-- DATASET follows --
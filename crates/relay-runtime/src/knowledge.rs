//! The knowledge-store contract and its file-backed implementation.
//!
//! Agents read named documents and append categorized insights. The store
//! is shared across sessions (it is `Sync`, unlike a connection) and names
//! are restricted to a safe charset so a hostile document or category name
//! can never escape the store root.

use std::path::{Path, PathBuf};
use std::sync::LazyLock;

use async_trait::async_trait;
use regex::Regex;
use relay_core::RelayError;
use relay_settings::RelaySettings;
use tokio::io::AsyncWriteExt;

static NAME_PATTERN: LazyLock<Regex> =
    LazyLock::new(|| Regex::new("^[A-Za-z0-9_-]+$").expect("static pattern"));

/// Shared read/append store for agent knowledge.
#[async_trait]
pub trait KnowledgeStore: Send + Sync {
    /// Read a named document, or `None` when it does not exist.
    async fn read(&self, document: &str) -> Result<Option<String>, RelayError>;

    /// Append an insight to a category, with its source attributions.
    async fn append(
        &self,
        category: &str,
        content: &str,
        sources: &[String],
    ) -> Result<(), RelayError>;
}

/// Markdown-file store rooted at a directory.
///
/// Documents live at `<root>/<name>.md`; insights append to
/// `<root>/insights/<category>.md`.
#[derive(Clone, Debug)]
pub struct FileKnowledgeStore {
    root: PathBuf,
}

impl FileKnowledgeStore {
    /// Create a store rooted at `root`. Directories are created lazily on
    /// first append.
    pub fn new(root: impl Into<PathBuf>) -> Self {
        Self { root: root.into() }
    }

    /// Create a store rooted at the configured memory directory, expanding
    /// a leading `~` to the user's home.
    #[must_use]
    pub fn from_settings(settings: &RelaySettings) -> Self {
        Self {
            root: expand_home(&settings.memory.dir),
        }
    }

    /// The store's root directory.
    #[must_use]
    pub fn root(&self) -> &Path {
        &self.root
    }

    fn validate_name(name: &str) -> Result<(), RelayError> {
        if NAME_PATTERN.is_match(name) {
            Ok(())
        } else {
            Err(RelayError::Request(format!(
                "invalid knowledge name: {name:?}"
            )))
        }
    }
}

fn expand_home(raw: &str) -> PathBuf {
    let home = || std::env::var_os("HOME").map_or_else(|| PathBuf::from("."), PathBuf::from);
    if raw == "~" {
        home()
    } else if let Some(rest) = raw.strip_prefix("~/") {
        home().join(rest)
    } else {
        PathBuf::from(raw)
    }
}

#[async_trait]
impl KnowledgeStore for FileKnowledgeStore {
    async fn read(&self, document: &str) -> Result<Option<String>, RelayError> {
        Self::validate_name(document)?;
        let path = self.root.join(format!("{document}.md"));
        match tokio::fs::read_to_string(&path).await {
            Ok(text) => Ok(Some(text)),
            Err(err) if err.kind() == std::io::ErrorKind::NotFound => Ok(None),
            Err(err) => Err(RelayError::Request(format!(
                "failed to read {}: {err}",
                path.display()
            ))),
        }
    }

    async fn append(
        &self,
        category: &str,
        content: &str,
        sources: &[String],
    ) -> Result<(), RelayError> {
        Self::validate_name(category)?;
        let dir = self.root.join("insights");
        tokio::fs::create_dir_all(&dir)
            .await
            .map_err(|err| RelayError::Request(format!("failed to create insights dir: {err}")))?;
        let path = dir.join(format!("{category}.md"));

        let mut entry = format!("\n---\n{content}\n");
        if !sources.is_empty() {
            entry.push_str(&format!("Sources: {}\n", sources.join(", ")));
        }

        let mut file = tokio::fs::OpenOptions::new()
            .create(true)
            .append(true)
            .open(&path)
            .await
            .map_err(|err| {
                RelayError::Request(format!("failed to open {}: {err}", path.display()))
            })?;
        file.write_all(entry.as_bytes()).await.map_err(|err| {
            RelayError::Request(format!("failed to append to {}: {err}", path.display()))
        })?;
        file.flush()
            .await
            .map_err(|err| RelayError::Request(format!("failed to flush {}: {err}", path.display())))
    }
}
-- DATASET concluded --
→ **WORK TO COMPLETE**
Go over the listing above and copy out each line that includes "Result".

→ **RESPONSE**
    async fn read(&self, document: &str) -> Result<Option<String>, RelayError>;
    ) -> Result<(), RelayError>;
    fn validate_name(name: &str) -> Result<(), RelayError> {
    async fn read(&self, document: &str) -> Result<Option<String>, RelayError> {
    ) -> Result<(), RelayError> {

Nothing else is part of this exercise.